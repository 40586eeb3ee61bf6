//! Player implementation.

use glam::Vec2;

use crate::game::config::{PlayerConfig, ScreenConfig, ShotConfig};
use crate::game::world::entity::{Aabb, Projectile};

pub struct Player {
    pub bounds: Aabb,
    pub speed: f32,
}

impl Player {
    /// Spawns the player horizontally centred, resting on the bottom margin.
    pub fn new(config: &PlayerConfig, screen: &ScreenConfig) -> Self {
        let position = Vec2::new(
            screen.width / 2.0 - config.width / 2.0,
            screen.height - config.height - config.bottom_margin,
        );
        Self {
            bounds: Aabb::new(position, Vec2::new(config.width, config.height)),
            speed: config.speed,
        }
    }

    /// Moves horizontally; `direction` is -1, 0 or 1.
    pub fn step(&mut self, direction: f32, screen_width: f32) {
        if direction == 0.0 {
            return;
        }
        let max_x = (screen_width - self.bounds.size.x).max(0.0);
        self.bounds.min.x = (self.bounds.min.x + direction * self.speed).clamp(0.0, max_x);
    }

    /// Spawn point of a shot: centred on the player's top edge.
    pub fn muzzle(&self) -> Vec2 {
        Vec2::new(self.bounds.center().x, self.bounds.top())
    }

    pub fn fire(&self, shot: &ShotConfig) -> Projectile {
        let muzzle = self.muzzle();
        let min = Vec2::new(muzzle.x - shot.width / 2.0, muzzle.y - shot.height);
        Projectile::new(Aabb::new(min, Vec2::new(shot.width, shot.height)))
    }

    pub fn get_position(&self) -> Vec2 {
        self.bounds.min
    }
}
//! Game state management implementation.

use std::time::Instant;

use log::info;
use rand::rngs::StdRng;
use rand::{Rng, SeedableRng};

use crate::engine::input::FrameInput;
use crate::game::config::GameConfig;
use crate::game::world::simulation::{GameEvent, World};

#[derive(Debug, Clone, Copy, PartialEq, Eq)]
pub enum GamePhase {
    Title,
    Playing,
    GameOver,
}

pub struct GameState {
    pub phase: GamePhase,
    pub world: World,
    pub high_score: u32,
    pub rounds_played: u32,
    config: GameConfig,
    rng: StdRng,
    pub show_fps: bool,
    pub last_fps_print: Instant,
    pub frame_count: u32,
    pub last_fps: u32,
}

impl GameState {
    pub fn new(config: GameConfig) -> Self {
        let mut rng = match config.rules.seed {
            Some(seed) => StdRng::seed_from_u64(seed),
            None => StdRng::from_entropy(),
        };
        let world = World::new(&config, StdRng::seed_from_u64(rng.gen()));
        Self {
            phase: GamePhase::Title,
            world,
            high_score: 0,
            rounds_played: 0,
            config,
            rng,
            show_fps: false,
            last_fps_print: Instant::now(),
            frame_count: 0,
            last_fps: 0,
        }
    }

    pub fn config(&self) -> &GameConfig {
        &self.config
    }

    fn fresh_world(&mut self) -> World {
        let seed = self.rng.gen();
        World::new(&self.config, StdRng::seed_from_u64(seed))
    }

    fn start_round(&mut self) {
        self.world = self.fresh_world();
        self.phase = GamePhase::Playing;
        self.rounds_played += 1;
        info!("Round {} started", self.rounds_played);
    }

    fn return_to_title(&mut self) {
        self.world = self.fresh_world();
        self.phase = GamePhase::Title;
    }

    /// Runs one fixed tick and returns the simulation events it produced.
    pub fn tick(&mut self, input: &FrameInput) -> Vec<GameEvent> {
        if input.toggle_fps {
            self.toggle_fps_display();
        }

        match self.phase {
            GamePhase::Title => {
                if input.confirm {
                    self.start_round();
                }
                Vec::new()
            }
            GamePhase::Playing => {
                if input.back {
                    self.return_to_title();
                    return Vec::new();
                }
                let events = self.world.step(input);
                for event in &events {
                    if let GameEvent::GameOver { score } = event {
                        self.finish_round(*score);
                    }
                }
                events
            }
            GamePhase::GameOver => {
                if input.back {
                    self.return_to_title();
                } else if input.confirm {
                    self.start_round();
                }
                Vec::new()
            }
        }
    }

    fn finish_round(&mut self, score: u32) {
        self.phase = GamePhase::GameOver;
        if score > self.high_score {
            self.high_score = score;
            info!("Game over with a new high score of {}", score);
        } else {
            info!("Game over with score {} (high score {})", score, self.high_score);
        }
    }

    pub fn update_frame_count(&mut self) {
        self.frame_count += 1;
    }

    pub fn update_fps_display(&mut self) -> Option<u32> {
        if !self.show_fps {
            return None;
        }

        let now = Instant::now();
        let elapsed = now.duration_since(self.last_fps_print);

        if elapsed.as_secs_f32() >= 1.0 {
            self.last_fps = self.frame_count;
            self.frame_count = 0;
            self.last_fps_print = now;
            Some(self.last_fps)
        } else {
            None
        }
    }

    pub fn toggle_fps_display(&mut self) {
        self.show_fps = !self.show_fps;
        self.frame_count = 0;
        self.last_fps_print = Instant::now();
        info!("Show FPS: {}", self.show_fps);
    }

    pub fn get_fps(&self) -> u32 {
        self.last_fps
    }

    pub fn is_fps_display_enabled(&self) -> bool {
        self.show_fps
    }
}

• • • •

- [TASK BRIEF] Print each record again. Nothing may be left out.

- [SOLVED EXERCISE]
repository 40586eeb3ee61bf6
//! Player implementation.

use glam::Vec2;

use crate::game::config::{PlayerConfig, ScreenConfig, ShotConfig};
use crate::game::world::entity::{Aabb, Projectile};

pub struct Player {
    pub bounds: Aabb,
    pub speed: f32,
}

impl Player {
    /// Spawns the player horizontally centred, resting on the bottom margin.
    pub fn new(config: &PlayerConfig, screen: &ScreenConfig) -> Self {
        let position = Vec2::new(
            screen.width / 2.0 - config.width / 2.0,
            screen.height - config.height - config.bottom_margin,
        );
        Self {
            bounds: Aabb::new(position, Vec2::new(config.width, config.height)),
            speed: config.speed,
        }
    }

    /// Moves horizontally; `direction` is -1, 0 or 1.
    pub fn step(&mut self, direction: f32, screen_width: f32) {
        if direction == 0.0 {
            return;
        }
        let max_x = (screen_width - self.bounds.size.x).max(0.0);
        self.bounds.min.x = (self.bounds.min.x + direction * self.speed).clamp(0.0, max_x);
    }

    /// Spawn point of a shot: centred on the player's top edge.
    pub fn muzzle(&self) -> Vec2 {
        Vec2::new(self.bounds.center().x, self.bounds.top())
    }

    pub fn fire(&self, shot: &ShotConfig) -> Projectile {
        let muzzle = self.muzzle();
        let min = Vec2::new(muzzle.x - shot.width / 2.0, muzzle.y - shot.height);
        Projectile::new(Aabb::new(min, Vec2::new(shot.width, shot.height)))
    }

    pub fn get_position(&self) -> Vec2 {
        self.bounds.min
    }
}
//! Game state management implementation.

use std::time::Instant;

use log::info;
use rand::rngs::StdRng;
use rand::{Rng, SeedableRng};

use crate::engine::input::FrameInput;
use crate::game::config::GameConfig;
use crate::game::world::simulation::{GameEvent, World};

#[derive(Debug, Clone, Copy, PartialEq, Eq)]
pub enum GamePhase {
    Title,
    Playing,
    GameOver,
}

pub struct GameState {
    pub phase: GamePhase,
    pub world: World,
    pub high_score: u32,
    pub rounds_played: u32,
    config: GameConfig,
    rng: StdRng,
    pub show_fps: bool,
    pub last_fps_print: Instant,
    pub frame_count: u32,
    pub last_fps: u32,
}

impl GameState {
    pub fn new(config: GameConfig) -> Self {
        let mut rng = match config.rules.seed {
            Some(seed) => StdRng::seed_from_u64(seed),
            None => StdRng::from_entropy(),
        };
        let world = World::new(&config, StdRng::seed_from_u64(rng.gen()));
        Self {
            phase: GamePhase::Title,
            world,
            high_score: 0,
            rounds_played: 0,
            config,
            rng,
            show_fps: false,
            last_fps_print: Instant::now(),
            frame_count: 0,
            last_fps: 0,
        }
    }

    pub fn config(&self) -> &GameConfig {
        &self.config
    }

    fn fresh_world(&mut self) -> World {
        let seed = self.rng.gen();
        World::new(&self.config, StdRng::seed_from_u64(seed))
    }

    fn start_round(&mut self) {
        self.world = self.fresh_world();
        self.phase = GamePhase::Playing;
        self.rounds_played += 1;
        info!("Round {} started", self.rounds_played);
    }

    fn return_to_title(&mut self) {
        self.world = self.fresh_world();
        self.phase = GamePhase::Title;
    }

    /// Runs one fixed tick and returns the simulation events it produced.
    pub fn tick(&mut self, input: &FrameInput) -> Vec<GameEvent> {
        if input.toggle_fps {
            self.toggle_fps_display();
        }

        match self.phase {
            GamePhase::Title => {
                if input.confirm {
                    self.start_round();
                }
                Vec::new()
            }
            GamePhase::Playing => {
                if input.back {
                    self.return_to_title();
                    return Vec::new();
                }
                let events = self.world.step(input);
                for event in &events {
                    if let GameEvent::GameOver { score } = event {
                        self.finish_round(*score);
                    }
                }
                events
            }
            GamePhase::GameOver => {
                if input.back {
                    self.return_to_title();
                } else if input.confirm {
                    self.start_round();
                }
                Vec::new()
            }
        }
    }

    fn finish_round(&mut self, score: u32) {
        self.phase = GamePhase::GameOver;
        if score > self.high_score {
            self.high_score = score;
            info!("Game over with a new high score of {}", score);
        } else {
            info!("Game over with score {} (high score {})", score, self.high_score);
        }
    }

    pub fn update_frame_count(&mut self) {
        self.frame_count += 1;
    }

    pub fn update_fps_display(&mut self) -> Option<u32> {
        if !self.show_fps {
            return None;
        }

        let now = Instant::now();
        let elapsed = now.duration_since(self.last_fps_print);

        if elapsed.as_secs_f32() >= 1.0 {
            self.last_fps = self.frame_count;
            self.frame_count = 0;
            self.last_fps_print = now;
            Some(self.last_fps)
        } else {
            None
        }
    }

    pub fn toggle_fps_display(&mut self) {
        self.show_fps = !self.show_fps;
        self.frame_count = 0;
        self.last_fps_print = Instant::now();
        info!("Show FPS: {}", self.show_fps);
    }

    pub fn get_fps(&self) -> u32 {
        self.last_fps
    }

    pub fn is_fps_display_enabled(&self) -> bool {
        self.show_fps
    }
}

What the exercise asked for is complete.